According to an IEA report, today's annual US$1.6 trillion spend in energy supply needs to rise to US$2 trillion. And annual investment on energy efficiency, measured against a 2012 baseline, needs to rise from US$130 billion to more than $550 billion by 2035.

However, the IEA says US$53 trillion is needed by 2035 to get the world onto a 2 °C emissions path and reduce the reliance on fossil fuels. "Getting the world on to a path consistent with a 2 degree C climate objective is a steep hill to climb: at just under US$40 trillion, the amount needed for energy supply is quite similar to our main scenario but the composition is quite different, and there is a much larger requirement of US$14 trillion for investment in energy," says IEA executive director Maria van der Hoeven.

oil tar sandsWith or without a shift to renewables, the IEA says by 2035 at least US$40 trillion will need to be spent in energy supply and the remainder in energy efficiency.

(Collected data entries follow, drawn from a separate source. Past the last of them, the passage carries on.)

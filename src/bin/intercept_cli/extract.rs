//! Extract command - list the selector tags that apply to a method

use std::path::PathBuf;
use std::sync::Arc;

use anyhow::Result;
use clap::Parser;
use proxy_intercept::MarkerExtractor;
use serde_json::json;

use super::{load_manifest, print_json, GlobalOptions};

#[derive(Parser, Debug)]
pub struct ExtractCmd {
    /// Path to the manifest JSON
    pub manifest: PathBuf,

    /// Declared type name
    pub type_name: String,

    /// Method name on that type
    pub method: String,
}

impl ExtractCmd {
    pub fn execute(&self, options: &GlobalOptions) -> Result<()> {
        let manifest = load_manifest(&self.manifest)?;
        let (ty, method) = manifest.find_method(&self.type_name, &self.method)?;

        let config = options.dispatch_config();
        let catalog = Arc::new(manifest.build_catalog());
        let extractor = MarkerExtractor::with_config(catalog, config.extractor);
        let tags = extractor.extract(ty, method);

        if options.json {
            print_json(&json!({
                "type": ty.name,
                "method": method.name,
                "tags": tags,
            }))?;
        } else if tags.is_empty() {
            println!("{}::{} has no interceptor bindings", ty.name, method.name);
        } else {
            for tag in &tags {
                println!("{}", tag);
            }
        }
        Ok(())
    }
}
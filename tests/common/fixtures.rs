//! The account-service scenario used across integration tests.
//!
//! - `Audited` and `CheckRole` are selectors
//! - `Secured` is a group of `{CheckRole, CheckScope}`; `CheckScope` is not a
//!   selector
//! - `AccountService` is `[Audited]`; its `transfer` method is `[Secured]`

use std::path::{Path, PathBuf};

use proxy_intercept::{DeclaresMarkers, MarkerCatalog, MethodMetadata, Tag, TypeMetadata};

/// Manifest describing the scenario, with `AuditBehavior` ahead of
/// `RoleBehavior`.
pub const SCENARIO_MANIFEST: &str = r#"{
  "selectors": ["Audited", "CheckRole"],
  "groups": { "Secured": ["CheckRole", "CheckScope"] },
  "behaviors": [
    { "name": "RoleBehavior", "bindings": ["CheckRole"], "priority": 200 },
    { "name": "AuditBehavior", "bindings": ["Audited"], "priority": 100 }
  ],
  "types": [
    { "name": "AccountService", "markers": ["Audited"],
      "methods": [
        { "name": "transfer", "markers": ["Secured"] },
        { "name": "balance" }
      ] },
    { "name": "Clock", "methods": [{ "name": "now" }] }
  ]
}"#;

/// Catalog matching [`SCENARIO_MANIFEST`].
pub fn scenario_catalog() -> MarkerCatalog {
    let catalog = MarkerCatalog::new();
    catalog.register_selector("Audited");
    catalog.register_selector("CheckRole");
    let secured = vec![Tag::new("CheckRole"), Tag::new("CheckScope")];
    catalog.register_group("Secured", secured);
    catalog
}

/// A proxied service holding an account balance.
#[derive(Debug)]
pub struct AccountService {
    meta: TypeMetadata,
    transfer: MethodMetadata,
    balance_query: MethodMetadata,
    pub balance: u64,
}

impl DeclaresMarkers for AccountService {
    fn type_metadata(&self) -> &TypeMetadata {
        &self.meta
    }
}

impl AccountService {
    pub fn transfer_method(&self) -> &MethodMetadata {
        &self.transfer
    }

    pub fn balance_method(&self) -> &MethodMetadata {
        &self.balance_query
    }

    /// Original body of `transfer`: debit `amount`, fail when it exceeds the
    /// balance.
    pub fn transfer(&self, account: &Account) -> Result<u64, String> {
        let (amount, balance) = (account.amount, self.balance);
        if amount > balance {
            Err(format!("insufficient funds: {amount} > {balance}"))
        } else {
            Ok(balance - amount)
        }
    }
}

/// Arguments of `transfer`.
#[derive(Debug, Clone, PartialEq)]
pub struct Account {
    pub owner: String,
    pub amount: u64,
}

pub fn account_service(balance: u64) -> AccountService {
    AccountService {
        meta: TypeMetadata::new("AccountService").with_marker(Tag::new("Audited")),
        transfer: MethodMetadata::new("transfer").with_marker(Tag::new("Secured")),
        balance_query: MethodMetadata::new("balance"),
        balance,
    }
}

/// Write `contents` to `manifest.json` under `dir`.
pub fn write_manifest(dir: &Path, contents: &str) -> PathBuf {
    let path = dir.join("manifest.json");
    std::fs::write(&path, contents).expect("write manifest");
    path
}
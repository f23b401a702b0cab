#![allow(unused_imports)]
//! Shared test utilities for integration tests.
//!
//! # Modules
//!
//! - `fixtures`: the account-service scenario (catalog, types, manifest files)
//! - `mocks`: recording behaviors and fixed resolvers
//! - `assertions`: assertion helpers with better failure messages

pub mod assertions;
pub mod fixtures;
pub mod mocks;

pub use fixtures::{
    account_service, scenario_catalog, write_manifest, Account, AccountService, SCENARIO_MANIFEST,
};
pub use mocks::{
    failing, overriding, passthrough, recovering, short_circuit, FixedResolver, Handle, Recorder,
};

pub use assertions::{assert_err, assert_error_contains, assert_kinds, assert_ok};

Of the investment in supply, US$23 trillion will be in fossil fuel extraction, transport and oil refining; almost US$10 trillion will be in power generation, of which low-carbon technologies – renewables (US$6 trillion) and nuclear (US$1 trillion) – is the majority; and a further $7 trillion in transmission and distribution.

The IEA report says that over US$1 trillion continues to be spent on fossil fuel extraction, refining, distribution or building coal and gas-fired power plants.

According to Mindy Lubbers, president of Sustainability advocacy group Ceres, recent research shows capital spending by the 11 largest publicly traded oil companies has increased five-fold in the past decade, while their production levels have remained essentially flat.

Meanwhile, despite historically high oil prices, their returns have fallen below a 30-year average of 11 percent, leading analysts to question whether companies can generate enough cash to meet their dividend and investment commitments without oil prices rising even higher.

"Policy makers face increasingly complex choices as they try to achieve progress towards energy security, competitiveness and environmental goals," adds IEA chief economist Fatih Birol. "These goals won't be achieved without mobilising private investors and capital, but if governments change the rules of the game in unpredictable ways, it becomes very difficult for investors to play."

With more than half of the energy-supply investment needed just to keep production at today's levels, Lubbers adds: "The fact is that the effects of the subprime mortgage meltdown on the global economy pales in comparison to what will happen if we do not change how we invest in energy. As major players in an industry the world relies on for so much, ExxonMobil, Statoil and Shell have not yet demonstrated the kind of leadership we need from them."